Google, Facebook, OpenAI, Tencent, Baidu, and many others argue that the fundamental limitation to today’s AI is that it takes too long to train models. Reducing training time removes a major bottleneck to industry-wide progress.

“Designed from the ground up for AI work, the Cerebras WSE contains fundamental innovations that advance the state-of-the-art by solving decades-old technical challenges that limited chip size—such as cross-reticle connectivity, yield, power delivery, and packaging,” says Andrew Feldman, co-founder and CEO of Cerebras Systems, “every architectural decision was made to optimize performance for AI work. The result is that the Cerebras WSE delivers, depending on workload, hundreds or thousands of times the performance of existing solutions at a tiny fraction of the power draw and space.”

These performance gains are accomplished by accelerating all the elements of neural network training. A neural network is a multistage computational feedback loop. The faster inputs move through the loop, the faster the loop learns or “trains.” The way to move inputs through the loop faster is to accelerate the calculation and communication within the loop.

With an exclusive focus on AI, the Cerebras Wafer Scale Engine accelerates calculation and communication and thereby reduces training time.

The approach is straightforward and is a function of the size of the WSE: With 56.7 times more silicon area than the largest graphics processing unit, the WSE provides more cores to do calculations and more memory closer to the cores so the cores can operate efficiently.

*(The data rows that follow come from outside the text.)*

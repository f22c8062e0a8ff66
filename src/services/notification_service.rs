// src/services/notification_service.rs
//
// Fachada de despacho: um único ponto de envio de SMS/e-mail por cima dos
// provedores. A seleção do provedor acontece UMA vez, na inicialização, a
// partir da presença das credenciais no ambiente, nunca por chamada.
// A fachada não faz retry nem fallback SMS->e-mail: essa orquestração mora
// um nível acima, no QueueService.

use std::{env, sync::Arc, time::Duration};

use crate::{
    models::notification::DeliveryResult,
    services::providers::{
        NotificationProvider, POSTMARK_BASE_URL, PRELUDE_BASE_URL, PostmarkProvider,
        PreludeProvider, TWILIO_BASE_URL, TwilioProvider,
    },
    services::templates::EmailTemplate,
};

// Timeout curto: um provedor lento é tratado como falha de entrega, não
// como requisição pendurada.
const SEND_TIMEOUT: Duration = Duration::from_secs(10);

// Resultado da resolução de provedor de SMS na inicialização.
pub enum SmsSelection {
    None,
    Twilio(TwilioProvider),
    Prelude(PreludeProvider),
}

impl SmsSelection {
    /// Twilio é o provedor preferido e exige as duas credenciais; Prelude é o
    /// fallback com credencial única. Sem nenhum dos dois, SMS fica indisponível.
    pub fn resolve(
        twilio_account_sid: Option<String>,
        twilio_auth_token: Option<String>,
        twilio_phone_number: Option<String>,
        prelude_api_token: Option<String>,
    ) -> Self {
        if let (Some(account_sid), Some(auth_token)) = (twilio_account_sid, twilio_auth_token) {
            return SmsSelection::Twilio(TwilioProvider {
                account_sid,
                auth_token,
                from_number: twilio_phone_number,
                base_url: TWILIO_BASE_URL.to_string(),
            });
        }
        if let Some(api_token) = prelude_api_token {
            return SmsSelection::Prelude(PreludeProvider {
                api_token,
                base_url: PRELUDE_BASE_URL.to_string(),
            });
        }
        SmsSelection::None
    }

    pub fn name(&self) -> &'static str {
        match self {
            SmsSelection::None => "none",
            SmsSelection::Twilio(_) => "twilio",
            SmsSelection::Prelude(_) => "prelude",
        }
    }
}

#[derive(Clone)]
pub struct NotificationService {
    client: reqwest::Client,
    sms_provider: Option<Arc<dyn NotificationProvider>>,
    email_provider: Option<Arc<dyn NotificationProvider>>,
}

impl NotificationService {
    pub fn new(sms: SmsSelection, email: Option<PostmarkProvider>) -> Self {
        let client = reqwest::Client::builder()
            .timeout(SEND_TIMEOUT)
            .build()
            .expect("Falha ao construir o cliente HTTP de notificações");

        let sms_provider: Option<Arc<dyn NotificationProvider>> = match sms {
            SmsSelection::None => None,
            SmsSelection::Twilio(provider) => Some(Arc::new(provider)),
            SmsSelection::Prelude(provider) => Some(Arc::new(provider)),
        };
        let email_provider: Option<Arc<dyn NotificationProvider>> =
            email.map(|provider| Arc::new(provider) as Arc<dyn NotificationProvider>);

        Self {
            client,
            sms_provider,
            email_provider,
        }
    }

    /// Resolve os provedores a partir do ambiente, uma única vez no startup.
    pub fn from_env() -> Self {
        let sms = SmsSelection::resolve(
            env::var("TWILIO_ACCOUNT_SID").ok(),
            env::var("TWILIO_AUTH_TOKEN").ok(),
            env::var("TWILIO_PHONE_NUMBER").ok(),
            env::var("PRELUDE_API_TOKEN").ok(),
        );
        tracing::info!("📱 Provedor de SMS selecionado: {}", sms.name());

        let email = match (
            env::var("POSTMARK_API_TOKEN").ok(),
            env::var("POSTMARK_FROM_EMAIL").ok(),
        ) {
            (Some(api_token), Some(from_email)) => {
                tracing::info!("📧 Provedor de e-mail selecionado: postmark");
                Some(PostmarkProvider {
                    api_token,
                    from_email,
                    base_url: POSTMARK_BASE_URL.to_string(),
                })
            }
            _ => {
                tracing::warn!("⚠️ Nenhum provedor de e-mail configurado");
                None
            }
        };

        Self::new(sms, email)
    }

    /// Envia um SMS com texto já renderizado. Sem provedor configurado,
    /// falha sem nenhuma chamada de rede.
    pub async fn send_sms(&self, to: &str, body: &str) -> DeliveryResult {
        let Some(provider) = &self.sms_provider else {
            return DeliveryResult::failed("no provider configured");
        };
        let phone = clean_phone_number(to);
        provider.send(&self.client, &phone, "", body, None).await
    }

    pub async fn send_email(&self, to: &str, template: &EmailTemplate) -> DeliveryResult {
        let Some(provider) = &self.email_provider else {
            return DeliveryResult::failed("no provider configured");
        };
        provider
            .send(
                &self.client,
                to,
                &template.subject,
                &template.text_body,
                Some(&template.html_body),
            )
            .await
    }
}

/// Normaliza o telefone para o formato E.164.
pub fn clean_phone_number(phone: &str) -> String {
    let cleaned: String = phone
        .chars()
        .filter(|c| c.is_ascii_digit() || *c == '+')
        .collect();

    if cleaned.starts_with('+') {
        return cleaned;
    }
    // Sem código de país: assume número dos EUA com 10 dígitos.
    if cleaned.len() == 10 {
        format!("+1{cleaned}")
    } else if cleaned.len() == 11 && cleaned.starts_with('1') {
        format!("+{cleaned}")
    } else {
        format!("+{cleaned}")
    }
}

#[cfg(test)]
mod tests {
    use super::*;

    #[test]
    fn twilio_preferido_quando_ambas_credenciais_presentes() {
        let selection = SmsSelection::resolve(
            Some("AC123".into()),
            Some("token".into()),
            None,
            Some("prelude-token".into()),
        );
        assert_eq!(selection.name(), "twilio");
    }

    #[test]
    fn twilio_incompleto_cai_para_prelude() {
        let selection =
            SmsSelection::resolve(Some("AC123".into()), None, None, Some("prelude-token".into()));
        assert_eq!(selection.name(), "prelude");
    }

    #[test]
    fn sem_credenciais_sms_fica_indisponivel() {
        let selection = SmsSelection::resolve(None, None, None, None);
        assert_eq!(selection.name(), "none");
    }

    #[tokio::test]
    async fn send_sms_sem_provedor_falha_sem_rede() {
        let service = NotificationService::new(SmsSelection::None, None);
        let result = service.send_sms("+5511999999999", "oi").await;
        assert!(!result.success);
        assert_eq!(result.error.as_deref(), Some("no provider configured"));
    }

    #[tokio::test]
    async fn send_email_sem_provedor_falha_sem_rede() {
        let service = NotificationService::new(SmsSelection::None, None);
        let template = crate::services::templates::email_next_in_line("A", "B", "C");
        let result = service.send_email("a@b.com", &template).await;
        assert!(!result.success);
        assert_eq!(result.error.as_deref(), Some("no provider configured"));
    }

    #[test]
    fn normalizacao_de_telefone() {
        assert_eq!(clean_phone_number("+55 11 99999-9999"), "+5511999999999");
        assert_eq!(clean_phone_number("(415) 555-2671"), "+14155552671");
        assert_eq!(clean_phone_number("14155552671"), "+14155552671");
        assert_eq!(clean_phone_number("+14155552671"), "+14155552671");
    }
}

Because this vast array of cores and memory are on a single chip, all communication is kept on-silicon. This means the WSE’s low-latency communication bandwidth is immense, so groups of cores can collaborate with maximum efficiency, and memory bandwidth is no longer a bottleneck.

The 46,225 square millimeters of silicon in the Cerebras WSE house 400,000 AI-optimized, no-cache, no-overhead, compute cores and 18 gigabytes of local, distributed, superfast SRAM memory as the one and only level of the memory hierarchy.

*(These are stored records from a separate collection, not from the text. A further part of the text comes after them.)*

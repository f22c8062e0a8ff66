// src/handlers/queues.rs

use axum::{
    Json,
    extract::{Path, Query, State},
    http::StatusCode,
    response::IntoResponse,
};
use serde::Deserialize;
use uuid::Uuid;
use validator::Validate;

use crate::{
    common::error::AppError,
    config::AppState,
    middleware::{
        auth::AuthenticatedUser,
        rbac::{PermQueueCall, PermQueueManage, PermQueueRead, RequirePermission},
    },
    models::queue::{
        CreateQueuePayload, EntryActionResponse, EntryPositionResponse, EntryStatus,
        JoinQueuePayload, Queue, QueueEntry, QueueListFilter, QueueStatusResponse,
        UpdateQueuePayload,
    },
};

// ---
// FILAS (staff)
// ---

// POST /api/queues
#[utoipa::path(
    post,
    path = "/api/queues",
    tag = "Queues",
    request_body = CreateQueuePayload,
    responses(
        (status = 201, description = "Fila criada", body = Queue),
        (status = 403, description = "Limite de filas do plano atingido")
    ),
    security(("api_jwt" = []))
)]
pub async fn create_queue(
    State(app_state): State<AppState>,
    AuthenticatedUser(user): AuthenticatedUser,
    _perm: RequirePermission<PermQueueManage>,
    Json(payload): Json<CreateQueuePayload>,
) -> Result<impl IntoResponse, AppError> {
    payload.validate().map_err(AppError::ValidationError)?;

    let queue = app_state
        .queue_service
        .create_queue(user.organization_id, &payload)
        .await?;

    Ok((StatusCode::CREATED, Json(queue)))
}

// GET /api/queues
#[utoipa::path(
    get,
    path = "/api/queues",
    tag = "Queues",
    params(QueueListFilter),
    responses((status = 200, description = "Filas encontradas", body = [Queue])),
    security(("api_jwt" = []))
)]
pub async fn list_queues(
    State(app_state): State<AppState>,
    AuthenticatedUser(user): AuthenticatedUser,
    _perm: RequirePermission<PermQueueRead>,
    Query(filter): Query<QueueListFilter>,
) -> Result<Json<Vec<Queue>>, AppError> {
    let queues = app_state
        .queue_service
        .list_queues(user.organization_id, &filter)
        .await?;
    Ok(Json(queues))
}

// GET /api/queues/{id}
#[utoipa::path(
    get,
    path = "/api/queues/{id}",
    tag = "Queues",
    params(("id" = Uuid, Path, description = "ID da fila")),
    responses(
        (status = 200, description = "Fila encontrada", body = Queue),
        (status = 404, description = "Fila não encontrada")
    ),
    security(("api_jwt" = []))
)]
pub async fn get_queue(
    State(app_state): State<AppState>,
    AuthenticatedUser(user): AuthenticatedUser,
    _perm: RequirePermission<PermQueueRead>,
    Path(id): Path<Uuid>,
) -> Result<Json<Queue>, AppError> {
    let queue = app_state
        .queue_service
        .get_queue(user.organization_id, id)
        .await?;
    Ok(Json(queue))
}

// PATCH /api/queues/{id}: atualização parcial, campos ausentes ficam como estão
#[utoipa::path(
    patch,
    path = "/api/queues/{id}",
    tag = "Queues",
    params(("id" = Uuid, Path, description = "ID da fila")),
    request_body = UpdateQueuePayload,
    responses(
        (status = 200, description = "Fila atualizada", body = Queue),
        (status = 400, description = "Datas de evento sem nome de evento"),
        (status = 404, description = "Fila não encontrada")
    ),
    security(("api_jwt" = []))
)]
pub async fn update_queue(
    State(app_state): State<AppState>,
    AuthenticatedUser(user): AuthenticatedUser,
    _perm: RequirePermission<PermQueueManage>,
    Path(id): Path<Uuid>,
    Json(payload): Json<UpdateQueuePayload>,
) -> Result<Json<Queue>, AppError> {
    payload.validate().map_err(AppError::ValidationError)?;

    let queue = app_state
        .queue_service
        .update_queue(user.organization_id, id, &payload)
        .await?;
    Ok(Json(queue))
}

// DELETE /api/queues/{id} (soft delete: desativa)
#[utoipa::path(
    delete,
    path = "/api/queues/{id}",
    tag = "Queues",
    params(("id" = Uuid, Path, description = "ID da fila")),
    responses(
        (status = 200, description = "Fila desativada", body = Queue),
        (status = 400, description = "Fila ainda possui clientes aguardando")
    ),
    security(("api_jwt" = []))
)]
pub async fn deactivate_queue(
    State(app_state): State<AppState>,
    AuthenticatedUser(user): AuthenticatedUser,
    _perm: RequirePermission<PermQueueManage>,
    Path(id): Path<Uuid>,
) -> Result<Json<Queue>, AppError> {
    let queue = app_state
        .queue_service
        .deactivate_queue(user.organization_id, id)
        .await?;
    Ok(Json(queue))
}

#[derive(Debug, Deserialize, utoipa::IntoParams)]
pub struct EntriesQuery {
    pub status: Option<EntryStatus>,
}

// GET /api/queues/{id}/entries
#[utoipa::path(
    get,
    path = "/api/queues/{id}/entries",
    tag = "Queues",
    params(
        ("id" = Uuid, Path, description = "ID da fila"),
        EntriesQuery
    ),
    responses((status = 200, description = "Entradas da fila", body = [QueueEntry])),
    security(("api_jwt" = []))
)]
pub async fn list_entries(
    State(app_state): State<AppState>,
    _perm: RequirePermission<PermQueueRead>,
    Path(id): Path<Uuid>,
    Query(query): Query<EntriesQuery>,
) -> Result<Json<Vec<QueueEntry>>, AppError> {
    let entries = app_state.queue_service.list_entries(id, query.status).await?;
    Ok(Json(entries))
}

// POST /api/queues/{id}/call-next
#[utoipa::path(
    post,
    path = "/api/queues/{id}/call-next",
    tag = "Queues",
    params(("id" = Uuid, Path, description = "ID da fila")),
    responses(
        (status = 200, description = "Próximo cliente chamado", body = EntryActionResponse),
        (status = 404, description = "Fila vazia ou inexistente")
    ),
    security(("api_jwt" = []))
)]
pub async fn call_next(
    State(app_state): State<AppState>,
    _perm: RequirePermission<PermQueueCall>,
    Path(id): Path<Uuid>,
) -> Result<Json<EntryActionResponse>, AppError> {
    let response = app_state.queue_service.call_next(id).await?;
    Ok(Json(response))
}

// ---
// ENTRADAS (staff)
// ---

// POST /api/entries/{id}/serve
#[utoipa::path(
    post,
    path = "/api/entries/{id}/serve",
    tag = "Entries",
    params(("id" = Uuid, Path, description = "ID da entrada")),
    responses(
        (status = 200, description = "Atendimento concluído", body = QueueEntry),
        (status = 409, description = "Entrada não está em CALLED")
    ),
    security(("api_jwt" = []))
)]
pub async fn serve_entry(
    State(app_state): State<AppState>,
    _perm: RequirePermission<PermQueueCall>,
    Path(id): Path<Uuid>,
) -> Result<Json<QueueEntry>, AppError> {
    let entry = app_state.queue_service.mark_served(id).await?;
    Ok(Json(entry))
}

// POST /api/entries/{id}/cancel
#[utoipa::path(
    post,
    path = "/api/entries/{id}/cancel",
    tag = "Entries",
    params(("id" = Uuid, Path, description = "ID da entrada")),
    responses(
        (status = 200, description = "Entrada cancelada", body = QueueEntry),
        (status = 409, description = "Entrada já está em estado final")
    ),
    security(("api_jwt" = []))
)]
pub async fn cancel_entry(
    State(app_state): State<AppState>,
    _perm: RequirePermission<PermQueueCall>,
    Path(id): Path<Uuid>,
) -> Result<Json<QueueEntry>, AppError> {
    let entry = app_state.queue_service.cancel(id).await?;
    Ok(Json(entry))
}

// POST /api/entries/{id}/no-show
#[utoipa::path(
    post,
    path = "/api/entries/{id}/no-show",
    tag = "Entries",
    params(("id" = Uuid, Path, description = "ID da entrada")),
    responses(
        (status = 200, description = "Cliente marcado como no-show", body = QueueEntry),
        (status = 409, description = "Entrada não está em CALLED")
    ),
    security(("api_jwt" = []))
)]
pub async fn no_show_entry(
    State(app_state): State<AppState>,
    _perm: RequirePermission<PermQueueCall>,
    Path(id): Path<Uuid>,
) -> Result<Json<QueueEntry>, AppError> {
    let entry = app_state.queue_service.mark_no_show(id).await?;
    Ok(Json(entry))
}

// POST /api/entries/{id}/remind: lembrete "quase sua vez"
#[utoipa::path(
    post,
    path = "/api/entries/{id}/remind",
    tag = "Entries",
    params(("id" = Uuid, Path, description = "ID da entrada")),
    responses(
        (status = 200, description = "Lembrete enviado", body = EntryActionResponse),
        (status = 409, description = "Entrada não está em WAITING")
    ),
    security(("api_jwt" = []))
)]
pub async fn remind_entry(
    State(app_state): State<AppState>,
    _perm: RequirePermission<PermQueueCall>,
    Path(id): Path<Uuid>,
) -> Result<Json<EntryActionResponse>, AppError> {
    let response = app_state.queue_service.remind(id).await?;
    Ok(Json(response))
}

// ---
// ROTAS PÚBLICAS (cliente final, sem autenticação)
// ---

// POST /api/public/queues/{id}/join
#[utoipa::path(
    post,
    path = "/api/public/queues/{id}/join",
    tag = "Public",
    params(("id" = Uuid, Path, description = "ID da fila")),
    request_body = JoinQueuePayload,
    responses(
        (status = 201, description = "Cliente entrou na fila", body = EntryActionResponse),
        (status = 400, description = "Sem contato, fila inativa ou cheia")
    )
)]
pub async fn join_queue(
    State(app_state): State<AppState>,
    Path(id): Path<Uuid>,
    Json(payload): Json<JoinQueuePayload>,
) -> Result<impl IntoResponse, AppError> {
    payload.validate().map_err(AppError::ValidationError)?;

    let response = app_state.queue_service.join(id, &payload).await?;
    Ok((StatusCode::CREATED, Json(response)))
}

// GET /api/public/queues/{id}/status
#[utoipa::path(
    get,
    path = "/api/public/queues/{id}/status",
    tag = "Public",
    params(("id" = Uuid, Path, description = "ID da fila")),
    responses((status = 200, description = "Status da fila", body = QueueStatusResponse))
)]
pub async fn queue_status(
    State(app_state): State<AppState>,
    Path(id): Path<Uuid>,
) -> Result<Json<QueueStatusResponse>, AppError> {
    let status = app_state.queue_service.queue_status(id).await?;
    Ok(Json(status))
}

// GET /api/public/entries/{id}/position
#[utoipa::path(
    get,
    path = "/api/public/entries/{id}/position",
    tag = "Public",
    params(("id" = Uuid, Path, description = "ID da entrada")),
    responses((status = 200, description = "Posição do cliente", body = EntryPositionResponse))
)]
pub async fn entry_position(
    State(app_state): State<AppState>,
    Path(id): Path<Uuid>,
) -> Result<Json<EntryPositionResponse>, AppError> {
    let position = app_state.queue_service.entry_position(id).await?;
    Ok(Json(position))
}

Memory bandwidth is 9 petabytes per second. The cores are linked together with a fine-grained, all-hardware, on-chip mesh-connected communication network that delivers an aggregate bandwidth of 100 petabits per second.

More cores, more local memory and a low latency high bandwidth fabric together create the optimal architecture for accelerating AI work.

The oblong wafer scale device is reminiscent of Gene Amdahl’s Trilogy chip. Trilogy raised $290 million but could never get the technology to work.

The Cerebras device is water cooled via a cold plate attached above it containing multiple water pipes.

Cerebras claims the chip has been sold to customers, is already running customer workloads and can reduce the time it takes to process some complex data from months to minutes.

Among individual investors in Cerebras are: Sam Altman, Founder OpenAI and YCombinator; Andy Bechtolsheim, Founder Sun Microsystems, Granite, Arista and DSSD; David “Dadi” Perlmutter, Former EVP, Chief Product Officer, GM Intel Architecture Group; Pradeep Sindhu, Founder Juniper Networks; Ilya Sutskever, Founder and Chief Scientist OpenAI; Lip-Bu Tan, CEO Cadence and Fred Weber Former CTO AMD.

Among VCs investing in the company are: Coatue, Benchmark, Altimeter, Vy Capital, Foundation Capital and Eclipse.

Cerebras has raised $120 million and has 150 engineers. The company’s most recent valuation was at $860 million.